In deze zaak, die voor de Rechtbank Rotterdam is behandeld, betreft het een kort geding waarin de man, thans verblijvende in de Penitentiaire Inrichting Krimpen aan den IJssel, verzoekt om opheffing van de lijfsdwang die tegen hem is opgelegd. De man is veroordeeld om aan zijn ex-echtgenote, de vrouw, schriftelijk opgave te doen van zijn vermogensbestanddelen en kopieën van relevante documenten te verstrekken. De vrouw heeft de man in gijzeling laten nemen wegens zijn niet-nakoming van deze veroordeling. De rechtbank heeft in eerdere uitspraken vastgesteld dat de man recht had op een aanzienlijke uitkering, waarvan de vrouw de helft toekwam. De man heeft echter niet voldaan aan de verplichtingen uit het vonnis van 18 november 2014, wat heeft geleid tot de huidige gijzeling.
De man stelt dat hij niet in staat is om te voldoen aan de veroordeling en dat zijn medische situatie een beëindiging van de gijzeling rechtvaardigt.
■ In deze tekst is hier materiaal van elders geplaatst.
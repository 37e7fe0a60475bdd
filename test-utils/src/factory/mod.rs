//! Factory methods for creating test data.
//!
//! Each entity has its own factory module with a `Factory` struct for customization and a
//! `create_*` convenience function for quick default creation. Defaults are unique per call,
//! so several records can be inserted without tripping the unique indexes.
//!
//! ```rust,ignore
//! use test_utils::factory;
//!
//! let department = factory::create_department(&db).await?;
//! let degree = factory::degree::DegreeFactory::new(&db)
//!     .name("Thạc sĩ")
//!     .coefficient(1.2)
//!     .build()
//!     .await?;
//! let teacher = factory::teacher::TeacherFactory::new(&db, department.id, degree.id)
//!     .email("a@x.com")
//!     .build()
//!     .await?;
//! ```

pub mod degree;
pub mod department;
pub mod helpers;
pub mod teacher;

pub use degree::create_degree;
pub use department::create_department;
pub use helpers::create_teacher_with_dependencies;
pub use teacher::create_teacher;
De vrouw daarentegen voert aan dat de man recentelijk nog in staat is geweest om extra aflossingen te doen op zijn schulden bij de Rabobank, wat zijn financiële situatie in twijfel trekt. De rechtbank oordeelt dat de man niet voldoende bewijs heeft geleverd van zijn financiële positie en dat hij niet aan zijn verplichtingen heeft voldaan. De rechtbank wijst de vordering van de man af en veroordeelt hem in de proceskosten.
In reconventie wordt de vordering van de vrouw toegewezen, waarbij de man wordt verplicht om de Rabobank toestemming te geven om informatie over zijn bankrekeningen openbaar te maken. De rechtbank legt een dwangsom op voor het geval de man hieraan niet voldoet. De beslissing van de rechtbank is uitvoerbaar bij voorraad, wat betekent dat de vrouw direct gebruik kan maken van de uitspraak, ongeacht eventuele hoger beroep procedures.